Château de Fénelon
Berceau natal de l'archevêque-écrivain Fénelon, cette forteresse périgourdine déroule sept siècles d'architecture défensive et seigneuriale, des tours médiévales à la terrasse classique du XVIIe siècle.
Histoire
Perché sur un éperon rocheux dominant les vertes collines du Périgord noir, le château de Fénelon impose sa silhouette crénelée à qui remonte la vallée de la Dordogne depuis Sarlat. Forteresse et résidence seigneuriale tout à la fois, il synthétise avec une rare cohérence plusieurs siècles d'architecture militaire et domestique, depuis les assises médiévales du XIIe siècle jusqu'aux aménagements de confort du Grand Siècle. Ici, nul chantier unique n'a dicté sa loi : le château s'est construit par strates successives, chaque époque ajoutant sa pierre tout en respectant l'équilibre de l'ensemble. Ce qui rend Fénelon véritablement singulier, c'est précisément cette lisibilité de l'histoire dans la pierre. La partie orientale conserve dans ses murs bas la mémoire du XIVe siècle ; les tours trapues qui jalonnent l'enceinte fortifiée parlent du XVe ; la façade principale, élancée et ordonnée, témoigne du XVIe siècle ; et la vaste terrasse panoramique, ajoutée au XVIIe, révèle le moment où la famille Salignac, propriétaire des lieux, choisit le prestige résidentiel sur la pure fonction défensive. À l'intérieur, quelques pièces conservent leurs boiseries d'époque Louis XIII, témoins discrets du raffinement d'une aristocratie provinciale cultivée. La visite déploie une expérience que les grands châteaux trop restaurés ne peuvent offrir : celle d'une demeure authentique, habitée dans son épaisseur historique. Les écuries, caves, celliers et métairies — toujours présents — rappellent que Fénelon fut d'abord une seigneurie vivante, nourricière, ancrée dans l'économie rurale du Périgord.

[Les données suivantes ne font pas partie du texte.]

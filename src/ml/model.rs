//! Model lifecycle: training, persistence, loading, inference
//!
//! The artifact is a JSON document (scaler + trees + feature order) with a
//! metadata sidecar. Loading fails soft: missing or corrupt files mean "no
//! model", which the orchestrator treats as ML disabled for the run.

use std::fs::File;
use std::path::Path;

use rand::rngs::StdRng;
use rand::seq::SliceRandom;
use rand::SeedableRng;
use serde::{Deserialize, Serialize};
use tracing::{debug, info, warn};

use crate::baseline::columns::{
    normalize_occupancy, parse_cell_date, parse_cell_f64, resolve_columns,
};
use crate::baseline::tabular_files;
use crate::error::{EngineError, Result};

use super::gbrt::{GbrtParams, GradientBoostedTrees, StandardScaler};
use super::{build_features_for_date, FEATURE_ORDER};

pub const MODEL_FILENAME: &str = "pricing_model.json";
pub const MODEL_META_FILENAME: &str = "pricing_model.meta.json";

const MODEL_VERSION: &str = "gbrt-v1";
const SPLIT_SEED: u64 = 42;

/// Metadata sidecar describing a persisted model.
#[derive(Debug, Clone, Serialize, Deserialize)]
pub struct ModelMeta {
    pub feature_order: Vec<String>,
    pub version: String,
    pub mae_val: Option<f64>,
    pub n_samples: usize,
}

/// A trained pricing model: scaler + boosted trees + feature contract.
#[derive(Debug, Clone, Serialize, Deserialize)]
pub struct PriceModel {
    scaler: StandardScaler,
    booster: GradientBoostedTrees,
    feature_order: Vec<String>,
    version: String,
    mae_val: Option<f64>,
    n_samples: usize,
}

impl PriceModel {
    /// Predict a price from a feature vector aligned to the model's
    /// feature order.
    pub fn predict_price(&self, features: &[f64]) -> Result<f64> {
        if features.len() != self.feature_order.len() {
            return Err(EngineError::Model(format!(
                "feature vector has {} fields, model expects {}",
                features.len(),
                self.feature_order.len()
            )));
        }
        let scaled = self.scaler.transform_row(features);
        Ok(self.booster.predict(&scaled))
    }

    pub fn version(&self) -> &str {
        &self.version
    }

    pub fn validation_mae(&self) -> Option<f64> {
        self.mae_val
    }

    pub fn n_samples(&self) -> usize {
        self.n_samples
    }

    /// Persist the artifact and its metadata sidecar.
    pub fn save(&self, cache_dir: &Path) -> Result<()> {
        std::fs::create_dir_all(cache_dir)?;
        let artifact = File::create(cache_dir.join(MODEL_FILENAME))?;
        serde_json::to_writer(artifact, self)?;
        let meta = ModelMeta {
            feature_order: self.feature_order.clone(),
            version: self.version.clone(),
            mae_val: self.mae_val,
            n_samples: self.n_samples,
        };
        let sidecar = File::create(cache_dir.join(MODEL_META_FILENAME))?;
        serde_json::to_writer_pretty(sidecar, &meta)?;
        Ok(())
    }

    /// Load a persisted model. Missing or corrupt artifacts yield None,
    /// never an error.
    pub fn load(cache_dir: &Path) -> Option<PriceModel> {
        let artifact_path = cache_dir.join(MODEL_FILENAME);
        let meta_path = cache_dir.join(MODEL_META_FILENAME);
        if !artifact_path.exists() || !meta_path.exists() {
            return None;
        }
        let model: PriceModel = match File::open(&artifact_path).map_err(EngineError::from).and_then(|f| {
            serde_json::from_reader(f).map_err(EngineError::from)
        }) {
            Ok(model) => model,
            Err(e) => {
                warn!("Treating unreadable model artifact as absent: {}", e);
                return None;
            }
        };
        let meta: ModelMeta = match File::open(&meta_path).map_err(EngineError::from).and_then(|f| {
            serde_json::from_reader(f).map_err(EngineError::from)
        }) {
            Ok(meta) => meta,
            Err(e) => {
                warn!("Treating unreadable model metadata as absent: {}", e);
                return None;
            }
        };
        if meta.feature_order != model.feature_order {
            warn!("Model metadata disagrees with artifact feature order, ignoring model");
            return None;
        }
        debug!("Loaded pricing model {} ({} samples)", model.version, model.n_samples);
        Some(model)
    }

    /// Train from tabular files in `data_dir` and persist into `cache_dir`.
    ///
    /// Returns None when no usable training rows exist. The historical rate
    /// column serves as both the published-rate feature and the regression
    /// target; at inference time the model predicts a price the same way.
    pub fn train_from_data_dir(data_dir: &Path, cache_dir: &Path) -> Option<PriceModel> {
        let (rows, targets) = collect_training_rows(data_dir);
        if rows.is_empty() {
            warn!("No usable training rows found in {:?}", data_dir);
            return None;
        }

        let n = rows.len();
        let mut indices: Vec<usize> = (0..n).collect();
        let mut rng = StdRng::seed_from_u64(SPLIT_SEED);
        indices.shuffle(&mut rng);
        let n_val = if n >= 5 { n / 5 } else { 0 };
        let (val_idx, train_idx) = indices.split_at(n_val);

        let x_train: Vec<Vec<f64>> = train_idx.iter().map(|&i| rows[i].clone()).collect();
        let y_train: Vec<f64> = train_idx.iter().map(|&i| targets[i]).collect();

        let scaler = StandardScaler::fit(&x_train);
        let x_scaled = scaler.transform(&x_train);
        let booster = GradientBoostedTrees::fit(GbrtParams::default(), &x_scaled, &y_train);

        let mae_val = if val_idx.is_empty() {
            None
        } else {
            let abs_err: f64 = val_idx
                .iter()
                .map(|&i| {
                    let pred = booster.predict(&scaler.transform_row(&rows[i]));
                    (pred - targets[i]).abs()
                })
                .sum();
            Some(abs_err / val_idx.len() as f64)
        };

        let model = PriceModel {
            scaler,
            booster,
            feature_order: FEATURE_ORDER.iter().map(|s| s.to_string()).collect(),
            version: MODEL_VERSION.to_string(),
            mae_val,
            n_samples: n,
        };

        info!(
            "Trained pricing model {} on {} samples (validation MAE {:?})",
            model.version, n, mae_val
        );
        if let Err(e) = model.save(cache_dir) {
            warn!("Failed to persist trained model: {}", e);
        }
        Some(model)
    }
}

/// Scan the data directory and build one feature/target pair per valid row.
/// Uses the same file and column semantics as the baseline loader.
fn collect_training_rows(data_dir: &Path) -> (Vec<Vec<f64>>, Vec<f64>) {
    let mut rows = Vec::new();
    let mut targets = Vec::new();

    for path in tabular_files(data_dir) {
        let file = match File::open(&path) {
            Ok(f) => f,
            Err(e) => {
                warn!("Skipping unreadable training file {:?}: {}", path, e);
                continue;
            }
        };
        let mut reader = csv::ReaderBuilder::new().flexible(true).from_reader(file);
        let cols = match reader.headers() {
            Ok(headers) => resolve_columns(headers),
            Err(_) => continue,
        };
        let (date_idx, target_idx) = match (cols.date, cols.rate) {
            (Some(d), Some(t)) => (d, t),
            _ => continue,
        };
        for record in reader.records() {
            let record = match record {
                Ok(r) => r,
                Err(_) => continue,
            };
            let date = match record.get(date_idx).and_then(parse_cell_date) {
                Some(d) => d,
                None => continue,
            };
            let target = match record.get(target_idx).and_then(parse_cell_f64) {
                Some(t) if t > 0.0 => t,
                _ => continue,
            };
            let occ = cols
                .occupancy
                .and_then(|i| record.get(i))
                .and_then(parse_cell_f64)
                .map(normalize_occupancy);
            let pick = cols.pickup.and_then(|i| record.get(i)).and_then(parse_cell_f64);
            // historical rate stands in for the published-rate feature;
            // historical event impact is unknown
            let features = build_features_for_date(date, Some(target), occ, pick, Some(0.0));
            rows.push(features);
            targets.push(target);
        }
    }

    (rows, targets)
}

Le visiteur chemine entre cours pavées et chemins de ronde, sentant sous ses pieds la continuité d'un lieu qui n'a jamais cessé d'être en usage. Le cadre naturel renforce l'émotion : les douces collines boisées du Périgord noir, la lumière dorée qui baigne les pierres calcaires en fin d'après-midi, le silence presque médiéval que brisent seuls le vent et les oiseaux. Pour le photographe comme pour le passionné d'histoire, le château de Fénelon figure parmi les monuments les plus authentiques et les moins surfaits du sud-ouest de la France.
Architecture
Le château de Fénelon s'articule autour d'un corps de logis dit « barlong » — c'est-à-dire sensiblement plus long que large — auquel se greffent deux ailes en retour d'équerre formant une cour intérieure partiellement fermée. L'ensemble est ceint d'une enceinte fortifiée flanquée de tours rondes du XVe siècle, dont le couronnement crénelé est remarquablement bien conservé. Ce dispositif défensif complet, avec ses chemins de ronde accessibles et ses archères transformées pour accueillir les premières armes à feu, illustre la transition architecturale entre le château fort médiéval et la place forte renaissante. Les matériaux employés sont caractéristiques du Périgord : pierre calcaire blonde tirée des carrières locales, taille soignée pour les encadrements de baies, appareil plus rustique pour les parties défensives. La façade principale, élevée au XVIe siècle, présente une ordonnance plus régulière avec ses fenêtres à meneaux de pierre et ses lucarnes à frontons. La partie est du logis, dont les assises basses remontent au XIVe siècle, conserve un appareil médiéval visible dans l'épaisseur des murs. La terrasse du XVIIe siècle, ajoutée contre le flanc méridional, offre une promenade classique dominant le vallon boisé et révèle l'ambition résidentielle et représentative de la famille Salignac à l'époque de Louis XIV. À l'intérieur, plusieurs salles conservent leurs boiseries d'époque, lambris à panneaux moulurés et cheminées à manteau sculpté, témoignant d'un intérieur seigneurial soigné. Les dépendances — écuries voûtées, celliers et caves creusés dans le rocher — complètent un ensemble d'une cohérence et d'une authenticité rares.